Skip to content
Health
Link copied to clipboard

Pharma facts 2012: Pharma wants the right to cry fire in a crowded theater

All this week Check Up will be sharing one new Pharma fact a day that was an important breakthrough in the world of pharmaceuticals in 2012. Today, Check Up delves into Pharma's right to promote drugs.

Editor's Note: All this week Check Up will be sharing one new Pharma fact a day that was an important breakthrough in the world of pharmaceuticals in 2012. Today, Check Up delves into Pharma's right to promote drugs.

This month the US 2nd Circuit Court of Appeals (New York, Connecticut, Vermont) decided in a 2-1 vote that a drug rep who promotes one of his/her company's medications for an unapproved use (known as "off-label") is not violating the law.  Instead the Court believes the right of drug reps to tout snake oil for cancer without FDA approval is protected under the First Amendment's "freedom of speech."  (See here.)

Pharmaceutical trade groups such as PhRMA are clearly delighted with this ruling because earlier this year, GlaxoSmithKline – long a major presence in the Philadelphia area – paid a $3 billion fine for promoting at least four of their products (Wellbutrin, Paxil, Advair and Lamictal) off-label.

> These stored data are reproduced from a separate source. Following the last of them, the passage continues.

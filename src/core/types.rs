use serde::{Deserialize, Serialize};

/// Identifier of a water sample within a survey run
pub type SampleId = String;

/// Taxonomic rank, ordered from most general to most specific
#[derive(Debug, Clone, Copy, PartialEq, Eq, PartialOrd, Ord, Hash, Serialize, Deserialize)]
#[serde(rename_all = "snake_case")]
pub enum Rank {
    Kingdom,
    Phylum,
    Class,
    Order,
    Family,
    Genus,
    Species,
}

impl Rank {
    /// All ranks, top-down
    pub const ALL: [Rank; 7] = [
        Rank::Kingdom,
        Rank::Phylum,
        Rank::Class,
        Rank::Order,
        Rank::Family,
        Rank::Genus,
        Rank::Species,
    ];
}

impl std::fmt::Display for Rank {
    fn fmt(&self, f: &mut std::fmt::Formatter<'_>) -> std::fmt::Result {
        let name = match self {
            Self::Kingdom => "kingdom",
            Self::Phylum => "phylum",
            Self::Class => "class",
            Self::Order => "order",
            Self::Family => "family",
            Self::Genus => "genus",
            Self::Species => "species",
        };
        write!(f, "{name}")
    }
}

/// How a taxonomic assignment was produced
#[derive(Debug, Clone, Copy, PartialEq, Eq, Serialize, Deserialize)]
#[serde(rename_all = "kebab-case")]
pub enum AssignmentMethod {
    /// k-mer match against the local reference catalog
    ReferenceMatch,
    /// Name resolved directly by the external taxonomy authority
    AuthorityLookup,
    /// Curated by hand
    Manual,
}

impl std::fmt::Display for AssignmentMethod {
    fn fmt(&self, f: &mut std::fmt::Formatter<'_>) -> std::fmt::Result {
        match self {
            Self::ReferenceMatch => write!(f, "reference-match"),
            Self::AuthorityLookup => write!(f, "authority-lookup"),
            Self::Manual => write!(f, "manual"),
        }
    }
}

/// Kind of contamination a flag reports
#[derive(Debug, Clone, Copy, PartialEq, Eq, PartialOrd, Ord, Hash, Serialize, Deserialize)]
#[serde(rename_all = "kebab-case")]
pub enum ContaminationType {
    UnexpectedTaxa,
    CrossContamination,
    NegativeControl,
    LabContaminant,
    IndexBleed,
}

impl std::fmt::Display for ContaminationType {
    fn fmt(&self, f: &mut std::fmt::Formatter<'_>) -> std::fmt::Result {
        match self {
            Self::UnexpectedTaxa => write!(f, "unexpected-taxa"),
            Self::CrossContamination => write!(f, "cross-contamination"),
            Self::NegativeControl => write!(f, "negative-control"),
            Self::LabContaminant => write!(f, "lab-contaminant"),
            Self::IndexBleed => write!(f, "index-bleed"),
        }
    }
}

/// Severity of a contamination flag
#[derive(
    Debug, Clone, Copy, PartialEq, Eq, PartialOrd, Ord, Hash, Serialize, Deserialize, Default,
)]
#[serde(rename_all = "snake_case")]
pub enum Severity {
    Low,
    Medium,
    #[default]
    High,
}

impl Severity {
    /// Contribution of one flag of this severity to the contamination score
    #[must_use]
    pub fn score_weight(self) -> u32 {
        match self {
            Self::Low => 1,
            Self::Medium => 5,
            Self::High => 20,
        }
    }
}

impl std::fmt::Display for Severity {
    fn fmt(&self, f: &mut std::fmt::Formatter<'_>) -> std::fmt::Result {
        match self {
            Self::Low => write!(f, "low"),
            Self::Medium => write!(f, "medium"),
            Self::High => write!(f, "high"),
        }
    }
}

impl std::str::FromStr for Severity {
    type Err = String;

    fn from_str(s: &str) -> Result<Self, Self::Err> {
        match s.trim().to_lowercase().as_str() {
            "low" => Ok(Self::Low),
            "medium" => Ok(Self::Medium),
            "high" => Ok(Self::High),
            other => Err(format!(
                "unknown severity '{other}' (expected low, medium or high)"
            )),
        }
    }
}

/// Environment a survey was expected to sample
#[derive(Debug, Clone, Copy, PartialEq, Eq, Serialize, Deserialize, Default)]
#[serde(rename_all = "snake_case")]
pub enum Environment {
    #[default]
    Marine,
    Freshwater,
    Terrestrial,
}

impl std::fmt::Display for Environment {
    fn fmt(&self, f: &mut std::fmt::Formatter<'_>) -> std::fmt::Result {
        match self {
            Self::Marine => write!(f, "marine"),
            Self::Freshwater => write!(f, "freshwater"),
            Self::Terrestrial => write!(f, "terrestrial"),
        }
    }
}

impl std::str::FromStr for Environment {
    type Err = String;

    fn from_str(s: &str) -> Result<Self, Self::Err> {
        match s.trim().to_lowercase().as_str() {
            "marine" => Ok(Self::Marine),
            "freshwater" => Ok(Self::Freshwater),
            "terrestrial" => Ok(Self::Terrestrial),
            other => Err(format!(
                "unknown environment '{other}' (expected marine, freshwater or terrestrial)"
            )),
        }
    }
}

The 2nd Circuit Court's ruling comes under the same heading as the US Supreme Court's Citizens United decision in 2010 that allows corporations to anonymously make unlimited political contributions.  Both distort the First Amendment in favor of plutocracy and against popular sovereignty.

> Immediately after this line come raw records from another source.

//! End-to-end tests across assignment, screening and diversity.

use std::collections::HashMap;

use edna_core::contamination::screener::remove_contaminants;
use edna_core::diversity::{alpha_diversity_all, beta_diversity, pairwise_beta_diversity};
use edna_core::{
    AbundanceData, AssignmentEngine, AssignmentMethod, Asv, ContaminationScreener,
    ContaminationType, OfflineResolver, ReferenceCatalog, SampleSet, Severity, StaticResolver,
    TaxonomicAssignment,
};

fn reference_sequence(catalog: &ReferenceCatalog, id: &str) -> String {
    catalog
        .get(id)
        .unwrap_or_else(|| panic!("{id} missing from embedded catalog"))
        .sequence
        .clone()
}

fn survey(catalog: &ReferenceCatalog) -> Vec<Asv> {
    vec![
        Asv::new("ASV_1", reference_sequence(catalog, "REF_001"))
            .with_count("S1", 1200)
            .with_count("S2", 800),
        Asv::new("ASV_2", reference_sequence(catalog, "REF_002"))
            .with_count("S1", 300)
            .with_count("S2", 0),
        Asv::new("ASV_3", reference_sequence(catalog, "REF_010")).with_count("S1", 45),
        Asv::new("ASV_4", reference_sequence(catalog, "REF_008")).with_count("S2", 60),
    ]
}

fn by_id(assignments: Vec<TaxonomicAssignment>) -> HashMap<String, TaxonomicAssignment> {
    assignments
        .into_iter()
        .map(|a| (a.asv_id.clone(), a))
        .collect()
}

#[tokio::test]
async fn test_exact_reference_assignment() {
    let catalog = ReferenceCatalog::load_embedded().unwrap();
    let resolver = StaticResolver::new().with_species("Thunnus albacares", true);
    let engine = AssignmentEngine::new(&catalog, &resolver);

    let asv = Asv::new("ASV_1", reference_sequence(&catalog, "REF_001")).with_count("S1", 10);
    let assignment = engine.assign_taxonomy(&asv).await;

    assert_eq!(assignment.asv_id, "ASV_1");
    assert_eq!(assignment.confidence, 100);
    assert_eq!(assignment.method, AssignmentMethod::ReferenceMatch);
    assert_eq!(assignment.reference_id.as_deref(), Some("REF_001"));
    assert_eq!(assignment.lineage.species.as_deref(), Some("Thunnus albacares"));
    assert_eq!(assignment.is_marine, Some(true));
}

#[tokio::test]
async fn test_unrelated_sequence_is_unassigned() {
    let catalog = ReferenceCatalog::load_embedded().unwrap();
    let engine = AssignmentEngine::new(&catalog, &OfflineResolver);

    let asv = Asv::new("ASV_X", "A".repeat(120)).with_count("S1", 10);
    let assignment = engine.assign_taxonomy(&asv).await;

    assert!(!assignment.is_assigned());
    assert_eq!(assignment.confidence, 0);
    assert!(assignment.lineage.is_empty());
    assert!(assignment.reference_id.is_none());
}

#[tokio::test]
async fn test_screening_flags_contaminants_per_sample() {
    let catalog = ReferenceCatalog::load_embedded().unwrap();
    let engine = AssignmentEngine::new(&catalog, &OfflineResolver);
    let asvs = survey(&catalog);

    let batch = engine.assign_batch(&asvs).await;
    assert_eq!(batch.summary.total, 4);
    assert_eq!(batch.summary.assigned_count, 4);
    let assignments = by_id(batch.assignments);

    let screener = ContaminationScreener::new();
    let reports = screener.screen_samples(&asvs, &assignments);
    let samples: Vec<&str> = reports.iter().map(|r| r.sample_id.as_str()).collect();
    assert_eq!(samples, vec!["S1", "S2"]);

    // S1: tuna, cod and a human read set
    let s1 = &reports[0];
    assert_eq!(s1.total_asvs, 3);
    assert!(s1
        .flags
        .iter()
        .any(|f| f.asv_id == "ASV_3" && f.contamination_type == ContaminationType::LabContaminant));
    assert!(s1.severity_count(Severity::High) >= 1);
    assert!(!s1.is_clean);

    // S2: ASV_2 has a zero count and is not observed there
    let s2 = &reports[1];
    assert_eq!(s2.total_asvs, 2);
    assert!(s2
        .flags
        .iter()
        .any(|f| f.asv_id == "ASV_4" && f.contamination_type == ContaminationType::UnexpectedTaxa));
    assert!(s2.flags.iter().all(|f| f.asv_id != "ASV_2"));

    let flags = screener.detect_all(&asvs, &assignments);
    let removal = remove_contaminants(&asvs, &flags, Severity::High);
    assert_eq!(removal.removed, vec!["ASV_3".to_string()]);
    assert_eq!(removal.cleaned.len(), 3);

    let removal = remove_contaminants(&asvs, &flags, Severity::Medium);
    assert_eq!(
        removal.removed,
        vec!["ASV_3".to_string(), "ASV_4".to_string()]
    );
}

#[tokio::test]
async fn test_diversity_from_assignments() {
    let catalog = ReferenceCatalog::load_embedded().unwrap();
    let engine = AssignmentEngine::new(&catalog, &OfflineResolver);
    let asvs = survey(&catalog);
    let assignments = by_id(engine.assign_batch(&asvs).await.assignments);

    let samples = SampleSet::from_asvs(&asvs, &assignments);
    let s1 = samples.get("S1").unwrap();
    assert_eq!(s1.get("Thunnus albacares"), 1200);
    assert_eq!(s1.get("Gadus morhua"), 300);

    let alpha = alpha_diversity_all(&samples);
    assert_eq!(alpha.len(), 2);
    assert_eq!(alpha[0].sample_id, "S1");
    assert_eq!(alpha[0].richness, 3);
    assert_eq!(alpha[0].total_reads, 1545);
    assert!(alpha[0].shannon > 0.0);
    assert_eq!(alpha[1].richness, 2);

    let beta = pairwise_beta_diversity(&samples);
    assert_eq!(beta.len(), 1);
    assert_eq!(beta[0].shared_species, 1);
    assert!(beta[0].bray_curtis > 0.0 && beta[0].bray_curtis < 1.0);
}

#[test]
fn test_disjoint_samples_are_maximally_dissimilar() {
    let mut a = AbundanceData::new();
    a.add("A", 10);
    a.add("B", 0);
    let mut b = AbundanceData::new();
    b.add("A", 0);
    b.add("B", 10);

    let beta = beta_diversity("S1", &a, "S2", &b);
    assert!((beta.bray_curtis - 1.0).abs() < 1e-12);
    assert_eq!(beta.shared_species, 0);
    assert!((beta.jaccard - 1.0).abs() < 1e-12);
}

In addition to expanding liberty into license for predatory companies, the 2nd Court of Appeals weakens the FDA's power to protect American citizens from the greed of pharmas and their more aggressive sales reps.  While sales reps on the whole are no worse than the average in so far as stealthful deception, they work in an environment that places enormous pressure on them to push unceasingly for more prescriptions, just to keep their jobs.

Justice Felix Frankfurter once wrote that some of our most cherished liberties result from cases dealing with the despicable acts of people who aren't very nice.  That's certainly true.  Cases that developed the modern understanding of the right against self incrimination and protection against unreasonable search and seizure, for example, involved restraining police procedures against people accused of murder and other violent felonies.  But the courts in those cases pursued a delicate balancing act of protecting essential liberties while trying not to encourage the substantively harmful behavior of lowlifes.  The 2nd Court of Appeals, on the other hand, has displayed the balance of a two-day drunkard by precisely encouraging harmful behavior.